On one website, I met a man who sounded interesting. He said he was in the security field, owned his own home, enjoyed movies, reading, etc. The photo showed a nice looking man with sandy hair and pretty eyes. After exchanging a few emails, I agreed to meet him for lunch near my office.
I'll refer to him here as "Sam" - for reasons that will become apparent in a moment.
I dressed for my lunch date with Sam very carefully, putting on makeup and fixing my hair in what I thought was an attractive way. [I always tried to look more Town & Country than Lady Gaga, if you know what I mean.]
I walked into the restaurant and took a seat in the waiting area. The door opened and a large cowboy hat with a tiny man underneath came charging through the door.
Yep, that was the guy.
I am 5'4, and I have always laughingly said I wanted a guy at least as tall as me. For most guys, that's not unreasonable. This little guy couldn't have been much over 5 feet tall. He had on elaborately decorated cowboy boots with a heel at least an inch high.
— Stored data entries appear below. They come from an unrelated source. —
//! Integration tests for the DRL marshaller

use anyhow::Result;
use ruledepot_compiler::{DrlMarshaller, MarshalError, RulePersistence};
use ruledepot_core::ast::{
    ActionFieldValue, ActionInsertFact, ActionSetField, CompositeFactPattern, CompositeType,
    CompositeFieldConstraint, DslSentence, FactPattern, FreeFormLine, FromCompositeFactPattern,
    JunctionType, RuleAttribute, RuleMetadata, RuleModel, SingleFieldConstraint,
};

fn marshal(model: &RuleModel) -> Result<String> {
    Ok(DrlMarshaller::new().marshal(model)?)
}

// =============================================================================
// Whole-rule output
// =============================================================================

#[test]
fn test_reference_example() -> Result<()> {
    let model = RuleModel::new("r1")
        .with_metadata(RuleMetadata::new("tag", "x"))
        .with_attribute(RuleAttribute::new("salience", "10"))
        .with_pattern(
            FactPattern::new("Foo").with_constraint(SingleFieldConstraint::literal("bar", "==", "baz")),
        )
        .with_action(FreeFormLine::new("System.out.println();"));

    assert_eq!(
        marshal(&model)?,
        "rule \"r1\"\n\t@tag(x)\n\tsalience 10\n\tdialect \"mvel\"\n\twhen\n\t\tFoo( bar == \"baz\" )\n\tthen\n\t\tSystem.out.println();\nend\n"
    );
    Ok(())
}

#[test]
fn test_marshal_is_deterministic() -> Result<()> {
    let model = sample_model();
    let first = marshal(&model)?;
    for _ in 0..5 {
        assert_eq!(marshal(&model)?, first);
    }
    Ok(())
}

#[test]
fn test_fact_counter_resets_per_marshal() -> Result<()> {
    let model = RuleModel::new("r").with_action(
        ActionInsertFact::new("Alert")
            .with_field_value(ActionFieldValue::new("level", "1", "Integer"))
            .insert(),
    );
    let first = marshal(&model)?;
    let second = marshal(&model)?;
    assert!(first.contains("Alert fact0 = new Alert();"));
    assert_eq!(first, second);
    Ok(())
}

#[test]
fn test_attributes_in_order_with_formatting() -> Result<()> {
    let model = RuleModel::new("r")
        .with_attribute(RuleAttribute::new("no-loop", ""))
        .with_attribute(RuleAttribute::new("agenda-group", "billing"))
        .with_attribute(RuleAttribute::new("enabled", "false"));
    let drl = marshal(&model)?;
    assert!(drl.starts_with(
        "rule \"r\"\n\tno-loop true\n\tagenda-group \"billing\"\n\tenabled false\n\tdialect \"mvel\"\n"
    ));
    Ok(())
}

#[test]
fn test_dsl_enhanced_rule() -> Result<()> {
    let model = RuleModel::new("dsl")
        .with_pattern(DslSentence::new("There is a customer"))
        .with_pattern(FactPattern::new("Order").bound_to("$o"))
        .with_action(ActionSetField::new("$o")
            .with_field_value(ActionFieldValue::new("status", "open", "String"))
            .update());

    let expected = "rule \"dsl\"\n\
                    \tdialect \"mvel\"\n\
                    \twhen\n\
                    \t\tThere is a customer\n\
                    \t\t>$o : Order( )\n\
                    \tthen\n\
                    \t\t>$o.setStatus( \"open\" );\n\
                    \t\t>update( $o );\n\
                    end\n";
    assert_eq!(marshal(&model)?, expected);
    Ok(())
}

#[test]
fn test_model_loaded_from_json() -> Result<()> {
    let json = sample_model().to_json()?;
    let decoded = RuleModel::from_json(&json)?;
    assert_eq!(marshal(&decoded)?, marshal(&sample_model())?);
    Ok(())
}

// =============================================================================
// Failures
// =============================================================================

#[test]
fn test_unsupported_composite_child_aborts() {
    let model = RuleModel::new("bad").with_pattern(
        CompositeFactPattern::new(CompositeType::Exists).with_pattern(DslSentence::new("x")),
    );
    let err = DrlMarshaller::new().marshal(&model).unwrap_err();
    assert_eq!(
        err.to_string(),
        "Unsupported pattern DslSentence for CompositeFactPattern"
    );
}

#[test]
fn test_unmarshal_fails() -> Result<()> {
    let drl = marshal(&sample_model())?;
    let err = DrlMarshaller::new().unmarshal(&drl).unwrap_err();
    assert!(matches!(err, MarshalError::Unmarshal(_)));
    Ok(())
}

fn sample_model() -> RuleModel {
    let age = CompositeFieldConstraint::new(JunctionType::Or)
        .with_constraint(SingleFieldConstraint::literal("age", "<", "18"))
        .with_constraint(SingleFieldConstraint::literal("age", ">", "65"));

    RuleModel::new("discount")
        .with_attribute(RuleAttribute::new("salience", "5"))
        .with_pattern(
            FactPattern::new("Customer")
                .bound_to("$c")
                .with_constraint(age),
        )
        .with_pattern(FromCompositeFactPattern::new(
            FactPattern::new("Item").bound_to("$i"),
            "$c.items",
        ))
        .with_pattern(
            CompositeFactPattern::new(CompositeType::Not).with_pattern(FactPattern::new("Blacklist")),
        )
        .with_action(
            ActionInsertFact::new("Discount")
                .with_field_value(ActionFieldValue::new("percent", "10", "Integer"))
                .insert(),
        )
}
When he walked over to me, I was in a mild state of shock. Then he spoke, with a deep southern twang.
He was like something out of a cartoon. I almost giggled when he spoke.
As soon as we exchanged greetings, as we were walking to our table, I had the fleeting thought, "this will make a funny story one day. Not today, but hopefully one day..."
Except for the moustache, Yosemite Sam and my date were strikingly similar in looks...
I could probably have gotten over the height challenge and the twang, and even the silly outfit, but the personal history portion of our date scared the bejeezus out of me.
I can't remember what he said he did for a living. That detail is lost in my memory, but he probably worked from home. It didn't seem remarkable. Nope, it was his lifestyle that bothered me.
You see Sam owned his own home on top of a mountain.
He built his home completely by himself, teaching himself carpentry, electronics, and plumbing, etc. I admired that. But then, I heard a tale that sounded like the Unibomber...
There is only one road that leads to his home.
He described security measures that would've impressed the CIA.
He had designed and installed a series of cameras to survey every inch of his home and the outside areas.
He had automatic weapons, trained dogs, etc.
He only had to leave once a month or so to get supplies.
I remember asking him why he felt he had to take such elaborate precautions but I don't recall what he said. It was evasive, whatever it was. He didn't say something logical, like "I pissed off a Colombian drug cartel" or "I have photos of Michael Jackson without makeup."
He mentioned that he really didn't like his neighbors.He started telling me why, with a satanic gleam in his eye.
OK, well, that was enough for me. Hand me the check and a bottle of Maalox, thanks.
Before I left, I diplomatically mentioned that I was completely unwilling to entertain the idea of moving out of town, and a 90 minute commute just wouldn't work for me.
Sam hid his disappointment poorly.
Did I leave quickly? Let's just say I was glad I bought a car with a 6 cylinder engine instead of a 4 cylinder.